Please report each line of the data below that contains "usize".

Saved entries
=====
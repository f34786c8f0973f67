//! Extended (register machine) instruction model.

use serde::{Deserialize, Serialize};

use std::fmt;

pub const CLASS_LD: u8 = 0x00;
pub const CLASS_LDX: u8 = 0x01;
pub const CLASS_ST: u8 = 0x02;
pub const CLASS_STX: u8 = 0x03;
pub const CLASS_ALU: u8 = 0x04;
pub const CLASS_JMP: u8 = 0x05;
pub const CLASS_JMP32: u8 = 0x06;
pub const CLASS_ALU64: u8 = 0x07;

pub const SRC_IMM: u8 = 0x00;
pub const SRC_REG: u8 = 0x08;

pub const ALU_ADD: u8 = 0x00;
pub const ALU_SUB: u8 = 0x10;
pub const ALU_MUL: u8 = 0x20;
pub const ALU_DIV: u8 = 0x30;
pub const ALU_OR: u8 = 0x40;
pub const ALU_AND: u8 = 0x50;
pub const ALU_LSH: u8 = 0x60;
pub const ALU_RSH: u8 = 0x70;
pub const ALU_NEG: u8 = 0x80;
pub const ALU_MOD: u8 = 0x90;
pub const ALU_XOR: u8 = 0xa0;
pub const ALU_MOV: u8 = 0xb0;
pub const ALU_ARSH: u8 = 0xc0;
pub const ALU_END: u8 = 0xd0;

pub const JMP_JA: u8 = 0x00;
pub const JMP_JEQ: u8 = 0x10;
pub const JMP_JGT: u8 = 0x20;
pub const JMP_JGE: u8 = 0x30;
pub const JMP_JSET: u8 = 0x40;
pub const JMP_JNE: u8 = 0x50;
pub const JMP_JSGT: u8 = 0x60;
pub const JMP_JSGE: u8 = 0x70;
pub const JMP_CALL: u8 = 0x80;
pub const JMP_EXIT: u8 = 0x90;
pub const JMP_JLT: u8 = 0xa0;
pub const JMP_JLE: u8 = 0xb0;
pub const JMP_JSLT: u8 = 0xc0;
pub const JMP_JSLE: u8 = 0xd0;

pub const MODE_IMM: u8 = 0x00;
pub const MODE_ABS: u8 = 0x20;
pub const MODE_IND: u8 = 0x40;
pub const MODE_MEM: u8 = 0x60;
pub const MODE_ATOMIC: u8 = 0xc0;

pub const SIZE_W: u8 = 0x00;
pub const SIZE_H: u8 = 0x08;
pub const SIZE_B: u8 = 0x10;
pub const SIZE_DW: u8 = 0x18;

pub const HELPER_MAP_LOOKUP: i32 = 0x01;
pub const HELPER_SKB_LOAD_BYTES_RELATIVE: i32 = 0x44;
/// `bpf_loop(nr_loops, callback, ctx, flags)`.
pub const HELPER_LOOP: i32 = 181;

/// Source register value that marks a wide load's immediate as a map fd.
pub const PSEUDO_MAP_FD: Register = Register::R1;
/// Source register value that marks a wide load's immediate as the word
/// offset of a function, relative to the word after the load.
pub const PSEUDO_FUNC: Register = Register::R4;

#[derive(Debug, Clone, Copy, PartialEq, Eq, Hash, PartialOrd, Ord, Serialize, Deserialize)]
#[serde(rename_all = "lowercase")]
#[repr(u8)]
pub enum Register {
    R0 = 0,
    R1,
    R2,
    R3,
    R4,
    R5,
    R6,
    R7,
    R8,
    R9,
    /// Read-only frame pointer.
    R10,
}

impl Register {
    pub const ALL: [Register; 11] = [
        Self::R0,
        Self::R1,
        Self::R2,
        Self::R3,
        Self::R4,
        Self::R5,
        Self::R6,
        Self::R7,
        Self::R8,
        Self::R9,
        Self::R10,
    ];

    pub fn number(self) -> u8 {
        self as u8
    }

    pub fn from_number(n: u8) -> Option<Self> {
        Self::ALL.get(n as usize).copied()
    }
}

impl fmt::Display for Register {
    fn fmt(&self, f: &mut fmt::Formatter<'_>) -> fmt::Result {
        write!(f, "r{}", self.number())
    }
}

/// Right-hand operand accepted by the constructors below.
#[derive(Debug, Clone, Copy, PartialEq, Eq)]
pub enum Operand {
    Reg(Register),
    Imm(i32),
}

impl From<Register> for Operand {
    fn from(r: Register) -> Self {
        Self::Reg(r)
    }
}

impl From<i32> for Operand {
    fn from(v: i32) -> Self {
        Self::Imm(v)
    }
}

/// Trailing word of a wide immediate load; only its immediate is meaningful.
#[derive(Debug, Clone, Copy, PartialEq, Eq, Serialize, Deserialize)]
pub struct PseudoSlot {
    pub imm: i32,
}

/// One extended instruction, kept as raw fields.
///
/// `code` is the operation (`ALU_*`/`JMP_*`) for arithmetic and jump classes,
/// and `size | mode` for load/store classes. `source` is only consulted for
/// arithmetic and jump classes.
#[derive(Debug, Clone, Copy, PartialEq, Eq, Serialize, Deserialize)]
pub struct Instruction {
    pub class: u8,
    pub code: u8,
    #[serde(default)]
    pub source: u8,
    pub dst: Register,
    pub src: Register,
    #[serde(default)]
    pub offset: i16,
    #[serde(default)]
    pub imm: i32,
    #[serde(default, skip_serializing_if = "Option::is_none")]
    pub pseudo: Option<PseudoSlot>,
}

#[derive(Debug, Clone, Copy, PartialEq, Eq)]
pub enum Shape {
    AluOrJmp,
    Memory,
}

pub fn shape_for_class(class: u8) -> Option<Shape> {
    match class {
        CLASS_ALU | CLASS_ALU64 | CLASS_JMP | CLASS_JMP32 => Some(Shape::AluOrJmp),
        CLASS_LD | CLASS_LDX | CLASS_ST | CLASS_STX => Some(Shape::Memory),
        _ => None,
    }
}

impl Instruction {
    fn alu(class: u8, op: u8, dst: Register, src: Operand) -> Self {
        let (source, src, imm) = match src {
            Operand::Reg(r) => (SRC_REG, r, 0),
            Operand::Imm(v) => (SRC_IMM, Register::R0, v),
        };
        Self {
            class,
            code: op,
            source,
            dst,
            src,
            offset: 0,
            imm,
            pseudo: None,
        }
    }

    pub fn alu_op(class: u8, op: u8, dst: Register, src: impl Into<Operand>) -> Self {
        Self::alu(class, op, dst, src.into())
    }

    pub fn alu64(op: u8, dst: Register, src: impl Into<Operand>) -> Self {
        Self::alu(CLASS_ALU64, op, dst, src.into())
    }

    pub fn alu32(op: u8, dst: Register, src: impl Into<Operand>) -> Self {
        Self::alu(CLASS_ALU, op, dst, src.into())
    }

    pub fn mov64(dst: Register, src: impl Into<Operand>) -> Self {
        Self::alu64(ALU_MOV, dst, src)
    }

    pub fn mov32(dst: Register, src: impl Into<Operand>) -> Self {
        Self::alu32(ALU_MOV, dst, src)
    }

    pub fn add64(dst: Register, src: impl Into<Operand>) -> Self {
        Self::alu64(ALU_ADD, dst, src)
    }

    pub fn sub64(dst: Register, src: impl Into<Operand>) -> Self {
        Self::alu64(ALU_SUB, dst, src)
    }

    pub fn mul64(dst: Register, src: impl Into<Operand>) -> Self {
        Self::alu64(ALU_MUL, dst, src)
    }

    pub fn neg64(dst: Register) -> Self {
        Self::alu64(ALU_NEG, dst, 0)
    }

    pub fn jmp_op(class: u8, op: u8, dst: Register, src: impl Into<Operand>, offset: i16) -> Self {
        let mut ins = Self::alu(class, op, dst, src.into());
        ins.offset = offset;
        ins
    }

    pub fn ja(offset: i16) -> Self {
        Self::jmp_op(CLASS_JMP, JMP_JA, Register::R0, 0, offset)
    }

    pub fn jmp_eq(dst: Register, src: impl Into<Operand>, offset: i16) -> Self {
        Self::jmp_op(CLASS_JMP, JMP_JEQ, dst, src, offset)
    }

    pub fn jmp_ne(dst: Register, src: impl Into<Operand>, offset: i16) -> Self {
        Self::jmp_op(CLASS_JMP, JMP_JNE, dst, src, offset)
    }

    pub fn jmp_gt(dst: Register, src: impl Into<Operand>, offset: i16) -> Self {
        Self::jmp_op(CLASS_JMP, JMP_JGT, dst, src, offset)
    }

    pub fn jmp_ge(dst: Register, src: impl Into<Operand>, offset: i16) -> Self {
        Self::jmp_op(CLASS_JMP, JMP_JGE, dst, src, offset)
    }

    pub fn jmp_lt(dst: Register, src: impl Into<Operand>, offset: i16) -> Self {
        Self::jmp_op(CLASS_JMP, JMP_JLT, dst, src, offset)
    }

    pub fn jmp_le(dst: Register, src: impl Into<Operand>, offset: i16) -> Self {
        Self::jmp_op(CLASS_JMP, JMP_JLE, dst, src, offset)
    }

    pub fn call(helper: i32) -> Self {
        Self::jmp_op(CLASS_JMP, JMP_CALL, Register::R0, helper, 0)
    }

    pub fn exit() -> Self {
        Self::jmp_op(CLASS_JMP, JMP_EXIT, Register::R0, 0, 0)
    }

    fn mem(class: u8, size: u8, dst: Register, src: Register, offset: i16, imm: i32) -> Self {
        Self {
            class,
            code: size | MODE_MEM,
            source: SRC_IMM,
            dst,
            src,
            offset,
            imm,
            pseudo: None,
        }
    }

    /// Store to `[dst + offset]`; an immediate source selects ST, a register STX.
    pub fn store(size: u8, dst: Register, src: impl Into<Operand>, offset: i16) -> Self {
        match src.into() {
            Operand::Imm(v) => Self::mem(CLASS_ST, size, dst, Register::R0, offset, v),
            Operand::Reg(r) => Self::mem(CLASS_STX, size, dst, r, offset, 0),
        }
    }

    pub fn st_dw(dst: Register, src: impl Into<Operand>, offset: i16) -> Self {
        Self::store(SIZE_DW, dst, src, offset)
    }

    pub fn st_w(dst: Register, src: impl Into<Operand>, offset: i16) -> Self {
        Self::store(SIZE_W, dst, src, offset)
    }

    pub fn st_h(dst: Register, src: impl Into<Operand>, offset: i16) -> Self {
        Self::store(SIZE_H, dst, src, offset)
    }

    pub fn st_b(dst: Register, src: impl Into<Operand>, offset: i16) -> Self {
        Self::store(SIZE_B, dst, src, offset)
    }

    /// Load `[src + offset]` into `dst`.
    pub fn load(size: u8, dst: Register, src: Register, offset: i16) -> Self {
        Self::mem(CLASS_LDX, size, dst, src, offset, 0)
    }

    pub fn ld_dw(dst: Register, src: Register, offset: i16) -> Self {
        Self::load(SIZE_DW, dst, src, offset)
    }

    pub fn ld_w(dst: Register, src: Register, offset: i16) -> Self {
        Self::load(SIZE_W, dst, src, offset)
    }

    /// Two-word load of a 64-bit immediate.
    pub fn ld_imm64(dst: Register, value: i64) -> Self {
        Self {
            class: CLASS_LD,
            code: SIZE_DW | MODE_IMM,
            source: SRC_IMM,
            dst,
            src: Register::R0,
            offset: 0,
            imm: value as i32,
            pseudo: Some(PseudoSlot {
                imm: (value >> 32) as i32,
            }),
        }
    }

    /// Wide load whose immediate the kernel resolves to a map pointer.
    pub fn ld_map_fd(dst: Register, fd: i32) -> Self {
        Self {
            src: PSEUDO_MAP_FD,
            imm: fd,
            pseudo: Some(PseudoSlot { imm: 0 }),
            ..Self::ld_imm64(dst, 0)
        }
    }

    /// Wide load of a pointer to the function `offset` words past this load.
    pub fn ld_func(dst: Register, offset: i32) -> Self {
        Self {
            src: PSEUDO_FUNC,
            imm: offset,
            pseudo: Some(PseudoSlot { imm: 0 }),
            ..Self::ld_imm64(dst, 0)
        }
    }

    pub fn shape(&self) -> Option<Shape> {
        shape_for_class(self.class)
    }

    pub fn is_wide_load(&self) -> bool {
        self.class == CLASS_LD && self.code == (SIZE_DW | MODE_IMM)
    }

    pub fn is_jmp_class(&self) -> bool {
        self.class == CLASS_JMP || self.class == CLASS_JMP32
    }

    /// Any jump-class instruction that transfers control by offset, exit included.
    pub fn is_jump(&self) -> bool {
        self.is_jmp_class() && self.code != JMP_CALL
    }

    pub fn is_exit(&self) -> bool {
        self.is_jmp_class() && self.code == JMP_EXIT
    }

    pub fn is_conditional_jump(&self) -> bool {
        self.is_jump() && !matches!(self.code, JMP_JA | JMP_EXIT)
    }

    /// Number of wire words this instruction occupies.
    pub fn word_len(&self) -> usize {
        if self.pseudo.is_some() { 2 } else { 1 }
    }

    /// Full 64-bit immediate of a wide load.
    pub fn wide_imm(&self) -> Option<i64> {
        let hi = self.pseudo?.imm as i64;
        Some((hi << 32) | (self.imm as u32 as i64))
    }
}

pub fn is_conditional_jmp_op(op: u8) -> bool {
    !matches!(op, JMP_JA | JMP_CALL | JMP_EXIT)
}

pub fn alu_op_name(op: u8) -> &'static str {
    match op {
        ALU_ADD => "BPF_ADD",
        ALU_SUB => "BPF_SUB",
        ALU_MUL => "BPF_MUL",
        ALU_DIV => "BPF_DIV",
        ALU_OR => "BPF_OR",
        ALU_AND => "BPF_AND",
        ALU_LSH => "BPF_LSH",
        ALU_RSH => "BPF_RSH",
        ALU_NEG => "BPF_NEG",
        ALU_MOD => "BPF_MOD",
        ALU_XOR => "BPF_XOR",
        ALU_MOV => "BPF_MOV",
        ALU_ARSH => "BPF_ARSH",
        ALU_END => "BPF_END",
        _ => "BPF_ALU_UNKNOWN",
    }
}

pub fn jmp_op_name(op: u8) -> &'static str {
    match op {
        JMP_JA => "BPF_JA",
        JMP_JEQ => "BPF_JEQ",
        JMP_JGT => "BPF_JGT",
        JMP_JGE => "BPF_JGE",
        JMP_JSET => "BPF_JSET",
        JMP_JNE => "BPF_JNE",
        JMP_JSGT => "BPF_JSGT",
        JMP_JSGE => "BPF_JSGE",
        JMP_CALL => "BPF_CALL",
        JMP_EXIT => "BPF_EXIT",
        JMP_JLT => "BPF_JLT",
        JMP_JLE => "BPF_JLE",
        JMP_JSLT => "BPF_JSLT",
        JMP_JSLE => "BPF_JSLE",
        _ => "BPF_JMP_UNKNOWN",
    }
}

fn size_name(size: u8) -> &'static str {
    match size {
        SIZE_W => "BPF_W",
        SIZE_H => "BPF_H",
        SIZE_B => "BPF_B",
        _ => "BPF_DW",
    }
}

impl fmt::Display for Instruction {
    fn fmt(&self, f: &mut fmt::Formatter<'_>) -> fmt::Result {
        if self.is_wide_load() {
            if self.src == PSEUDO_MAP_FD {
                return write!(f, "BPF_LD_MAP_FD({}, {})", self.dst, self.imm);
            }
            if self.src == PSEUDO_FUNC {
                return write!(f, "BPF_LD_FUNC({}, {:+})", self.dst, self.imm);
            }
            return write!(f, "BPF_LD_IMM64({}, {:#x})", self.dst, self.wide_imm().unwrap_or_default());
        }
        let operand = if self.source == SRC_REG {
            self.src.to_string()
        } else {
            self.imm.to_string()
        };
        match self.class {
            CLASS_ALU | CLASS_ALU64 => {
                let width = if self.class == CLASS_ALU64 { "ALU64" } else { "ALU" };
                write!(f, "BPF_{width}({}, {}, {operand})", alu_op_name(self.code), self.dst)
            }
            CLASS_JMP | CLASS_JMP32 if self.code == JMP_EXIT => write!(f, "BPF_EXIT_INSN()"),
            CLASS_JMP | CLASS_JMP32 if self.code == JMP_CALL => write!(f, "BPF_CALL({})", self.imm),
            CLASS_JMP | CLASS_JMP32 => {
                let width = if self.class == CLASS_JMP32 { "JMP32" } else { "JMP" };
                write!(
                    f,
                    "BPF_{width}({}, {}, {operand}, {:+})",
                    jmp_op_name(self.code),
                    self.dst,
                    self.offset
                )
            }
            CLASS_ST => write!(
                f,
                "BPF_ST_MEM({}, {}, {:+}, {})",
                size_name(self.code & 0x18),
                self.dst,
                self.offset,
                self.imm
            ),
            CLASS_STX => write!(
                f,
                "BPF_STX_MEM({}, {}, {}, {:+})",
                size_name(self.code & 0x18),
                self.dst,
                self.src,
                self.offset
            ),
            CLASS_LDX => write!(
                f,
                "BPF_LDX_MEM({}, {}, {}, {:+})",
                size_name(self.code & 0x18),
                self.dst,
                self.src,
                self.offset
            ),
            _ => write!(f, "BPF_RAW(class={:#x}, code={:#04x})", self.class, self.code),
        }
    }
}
=====
▶ **Answer**
        Self::ALL.get(n as usize).copied()
    pub fn word_len(&self) -> usize {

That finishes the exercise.